Desde então, o Reino Unido enfrentou desafios econômicos e políticos significativos, incluindo baixo crescimento econômico, aumento da dívida pública e pressões sociais, em um cenário global marcado por volatilidade geopolítica. Esses fatores contribuíram para uma sucessão rápida de primeiros-ministros, refletindo dificuldades na condução do país durante um período de transição.
Contexto político e sucessão de líderes
O referendo de 2016 resultou na vitória da saída da União Europeia por 52% dos votos, levando à renúncia do então premiê David Cameron. Theresa May assumiu o cargo, mas sua tentativa de fortalecer a maioria parlamentar por meio de eleições antecipadas em 2017 não obteve sucesso, forçando-a a governar com apoio de aliados do Partido Unionista Democrático.
Em 2019, diante da paralisação do processo do Brexit, May renunciou e Boris Johnson assumiu, conduzindo seu partido a uma vitória expressiva nas eleições daquele ano. Johnson concretizou a saída do Reino Unido da UE em 2020, porém seu governo foi abalado por escândalos e conflitos internos, culminando em sua renúncia em 2022.
Após um breve e turbulento governo de Liz Truss, que durou apenas 44 dias devido a políticas fiscais controversas que afetaram os mercados financeiros, Rishi Sunak assumiu o cargo em outubro de 2022 com a promessa de restaurar a estabilidade.
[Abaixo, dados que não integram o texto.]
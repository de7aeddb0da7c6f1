//! Shared application state and its wiring.

use std::sync::Arc;

use delivery::{DeliveryService, InMemoryDeliveryRepository, OrderClient, UserClient};
use messaging::InMemoryBroker;
use order::{DeliveryClient, InMemoryOrderRepository, OrderService, ProductClient};

use crate::clients::{
    HttpDeliveryClient, HttpOrderClient, HttpProductClient, HttpRpcClient, HttpUserClient,
};
use crate::config::Config;

pub type Deliveries =
    DeliveryService<InMemoryDeliveryRepository, Arc<dyn OrderClient>, Arc<dyn UserClient>>;

pub type Orders =
    OrderService<InMemoryOrderRepository, Arc<dyn ProductClient>, Arc<dyn DeliveryClient>>;

/// Shared application state accessible from all handlers.
pub struct AppState {
    pub deliveries: Deliveries,
    pub orders: Orders,
    pub broker: InMemoryBroker,
    pub gateway_token: Option<String>,
}

/// The RPC dependencies of both services.
pub struct Upstreams {
    pub orders: Arc<dyn OrderClient>,
    pub users: Arc<dyn UserClient>,
    pub products: Arc<dyn ProductClient>,
    pub deliveries: Arc<dyn DeliveryClient>,
}

impl Upstreams {
    /// HTTP clients for the configured service URLs.
    pub fn http(config: &Config) -> Result<Self, reqwest::Error> {
        let client = |target: &'static str, url: &str| {
            HttpRpcClient::new(
                target,
                url,
                config.rpc_timeout,
                config.gateway_token.clone(),
            )
        };

        Ok(Self {
            orders: Arc::new(HttpOrderClient(client(
                "order-service",
                &config.order_service_url,
            )?)),
            users: Arc::new(HttpUserClient(client(
                "user-service",
                &config.user_service_url,
            )?)),
            products: Arc::new(HttpProductClient(client(
                "product-service",
                &config.product_service_url,
            )?)),
            deliveries: Arc::new(HttpDeliveryClient(client(
                "delivery-service",
                &config.delivery_service_url,
            )?)),
        })
    }
}

impl AppState {
    /// Creates the state with fresh in-memory repositories.
    pub fn new(
        broker: InMemoryBroker,
        upstreams: Upstreams,
        gateway_token: Option<String>,
    ) -> Self {
        Self {
            deliveries: DeliveryService::new(
                InMemoryDeliveryRepository::new(),
                upstreams.orders,
                upstreams.users,
            ),
            orders: OrderService::new(
                InMemoryOrderRepository::new(),
                upstreams.products,
                upstreams.deliveries,
            ),
            broker,
            gateway_token,
        }
    }
}
//! Wire contracts exchanged between services.
//!
//! Statuses travel as their string names so consumers do not need the
//! producer's types. Field names are camelCase on the wire.

use chrono::{DateTime, Utc};
use common::{DeliveryId, OrderId, UserId};
use serde::{Deserialize, Serialize};

use crate::Message;

/// Status name a delivery reports once it has reached the customer.
pub const DELIVERED_STATUS: &str = "DELIVERED";

/// An event published between services.
pub trait IntegrationEvent: Serialize {
    /// Returns the type name carried in the record's `event_type`.
    fn event_type(&self) -> &'static str;

    /// Returns the routing key. Events about one entity share a key and so
    /// stay ordered on one partition.
    fn key(&self) -> String;

    /// Serializes the event into a publishable message.
    fn to_message(&self) -> Result<Message, serde_json::Error> {
        Message::from_event(self.key(), self.event_type(), self)
    }
}

/// A delivery was created for an order.
#[derive(Debug, Clone, PartialEq, Serialize, Deserialize)]
#[serde(rename_all = "camelCase")]
pub struct DeliveryCreated {
    pub order_id: OrderId,
    pub delivery_id: DeliveryId,
    pub status: String,
    pub created_at: DateTime<Utc>,
}

impl IntegrationEvent for DeliveryCreated {
    fn event_type(&self) -> &'static str {
        "DeliveryCreated"
    }

    fn key(&self) -> String {
        self.order_id.to_string()
    }
}

/// A delivery moved from one status to another.
#[derive(Debug, Clone, PartialEq, Serialize, Deserialize)]
#[serde(rename_all = "camelCase")]
pub struct DeliveryStatusChanged {
    pub delivery_id: DeliveryId,
    pub order_id: OrderId,
    pub old_status: String,
    pub new_status: String,
    pub changed_at: DateTime<Utc>,
}

impl DeliveryStatusChanged {
    /// Returns true if the delivery reached the customer.
    pub fn is_delivered(&self) -> bool {
        self.new_status == DELIVERED_STATUS
    }
}

impl IntegrationEvent for DeliveryStatusChanged {
    fn event_type(&self) -> &'static str {
        "DeliveryStatusChanged"
    }

    fn key(&self) -> String {
        self.delivery_id.to_string()
    }
}

/// What a notification is about.
#[derive(Debug, Clone, Copy, PartialEq, Eq, Hash, Serialize, Deserialize)]
#[serde(rename_all = "SCREAMING_SNAKE_CASE")]
pub enum NotificationKind {
    OrderCreated,
    OrderUpdated,
    DeliveryCreated,
    DeliveryStatusChanged,
}

impl NotificationKind {
    pub fn as_str(&self) -> &'static str {
        match self {
            NotificationKind::OrderCreated => "ORDER_CREATED",
            NotificationKind::OrderUpdated => "ORDER_UPDATED",
            NotificationKind::DeliveryCreated => "DELIVERY_CREATED",
            NotificationKind::DeliveryStatusChanged => "DELIVERY_STATUS_CHANGED",
        }
    }
}

impl std::fmt::Display for NotificationKind {
    fn fmt(&self, f: &mut std::fmt::Formatter<'_>) -> std::fmt::Result {
        write!(f, "{}", self.as_str())
    }
}

/// A user-facing notification, shared by every producing service.
#[derive(Debug, Clone, PartialEq, Serialize, Deserialize)]
#[serde(rename_all = "camelCase")]
pub struct Notification {
    pub event_type: NotificationKind,
    #[serde(default, skip_serializing_if = "Option::is_none")]
    pub order_id: Option<OrderId>,
    #[serde(default, skip_serializing_if = "Option::is_none")]
    pub delivery_id: Option<DeliveryId>,
    pub user_id: UserId,
    #[serde(default, skip_serializing_if = "Option::is_none")]
    pub user_email: Option<String>,
    pub message: String,
    #[serde(default, skip_serializing_if = "Option::is_none")]
    pub status: Option<String>,
    pub timestamp: DateTime<Utc>,
}

impl Notification {
    /// Creates a notification with no entity references.
    pub fn new(event_type: NotificationKind, user_id: UserId, message: impl Into<String>) -> Self {
        Self {
            event_type,
            order_id: None,
            delivery_id: None,
            user_id,
            user_email: None,
            message: message.into(),
            status: None,
            timestamp: Utc::now(),
        }
    }

    pub fn with_order(mut self, order_id: OrderId) -> Self {
        self.order_id = Some(order_id);
        self
    }

    pub fn with_delivery(mut self, delivery_id: DeliveryId) -> Self {
        self.delivery_id = Some(delivery_id);
        self
    }

    pub fn with_email(mut self, email: impl Into<String>) -> Self {
        self.user_email = Some(email.into());
        self
    }

    pub fn with_status(mut self, status: impl Into<String>) -> Self {
        self.status = Some(status.into());
        self
    }
}

impl IntegrationEvent for Notification {
    fn event_type(&self) -> &'static str {
        self.event_type.as_str()
    }

    /// Delivery notifications are keyed by delivery id, order notifications
    /// by order id.
    fn key(&self) -> String {
        match (self.delivery_id, self.order_id) {
            (Some(delivery_id), _) => delivery_id.to_string(),
            (None, Some(order_id)) => order_id.to_string(),
            (None, None) => self.user_id.to_string(),
        }
    }
}

#[cfg(test)]
mod tests {
    use super::*;

    #[test]
    fn delivery_created_uses_camel_case_and_order_key() {
        let event = DeliveryCreated {
            order_id: OrderId::new(100),
            delivery_id: DeliveryId::new(7),
            status: "PENDING".to_string(),
            created_at: Utc::now(),
        };

        let message = event.to_message().unwrap();
        assert_eq!(message.key, "100");
        assert_eq!(message.event_type, "DeliveryCreated");
        assert_eq!(message.payload["orderId"], 100);
        assert_eq!(message.payload["deliveryId"], 7);
        assert_eq!(message.payload["status"], "PENDING");
    }

    #[test]
    fn status_change_is_keyed_by_delivery() {
        let event = DeliveryStatusChanged {
            delivery_id: DeliveryId::new(7),
            order_id: OrderId::new(100),
            old_status: "SHIPPED".to_string(),
            new_status: DELIVERED_STATUS.to_string(),
            changed_at: Utc::now(),
        };

        assert_eq!(event.key(), "7");
        assert!(event.is_delivered());
    }

    #[test]
    fn notification_key_prefers_delivery_then_order() {
        let base = Notification::new(NotificationKind::OrderCreated, UserId::new("u-1"), "hi");
        assert_eq!(base.key(), "u-1");

        let order = base.clone().with_order(OrderId::new(100));
        assert_eq!(order.key(), "100");

        let delivery = order.with_delivery(DeliveryId::new(7));
        assert_eq!(delivery.key(), "7");
    }

    #[test]
    fn notification_event_type_uses_kind_name() {
        let notification = Notification::new(
            NotificationKind::DeliveryStatusChanged,
            UserId::new("u-1"),
            "Delivery status updated to: SHIPPED for Order #100",
        )
        .with_order(OrderId::new(100))
        .with_delivery(DeliveryId::new(7))
        .with_status("SHIPPED");

        let message = notification.to_message().unwrap();
        assert_eq!(message.event_type, "DELIVERY_STATUS_CHANGED");
        assert_eq!(message.payload["eventType"], "DELIVERY_STATUS_CHANGED");
        assert_eq!(message.payload["userId"], "u-1");

        let decoded: Notification = serde_json::from_value(message.payload).unwrap();
        assert_eq!(decoded, notification);
    }
}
Ele avançou em negociações com a UE e buscou consolidar sua base política, mas enfrentou dificuldades nas eleições locais e no cenário econômico.
Em julho de 2024, Keir Starmer foi eleito primeiro-ministro com a promessa de encerrar o ciclo de instabilidade, embora tenha alertado sobre desafios financeiros herdados e implementado medidas fiscais que geraram controvérsias e protestos. O crescimento do partido Reform UK, liderado por Nigel Farage, e crises internas levaram a renúncias ministeriais e questionamentos sobre a liderança de Starmer, culminando em sua decisão de deixar o cargo em junho de 2026.
Perspectivas para o futuro
Com a saída de Starmer, o Reino Unido enfrenta um novo momento de incerteza política, enquanto figuras como Andy Burnham ganham destaque como possíveis candidatos à liderança. A sucessão ocorrerá em meio a debates sobre políticas econômicas, segurança nacional e relações internacionais, refletindo os desafios estruturais que marcaram a última década no país.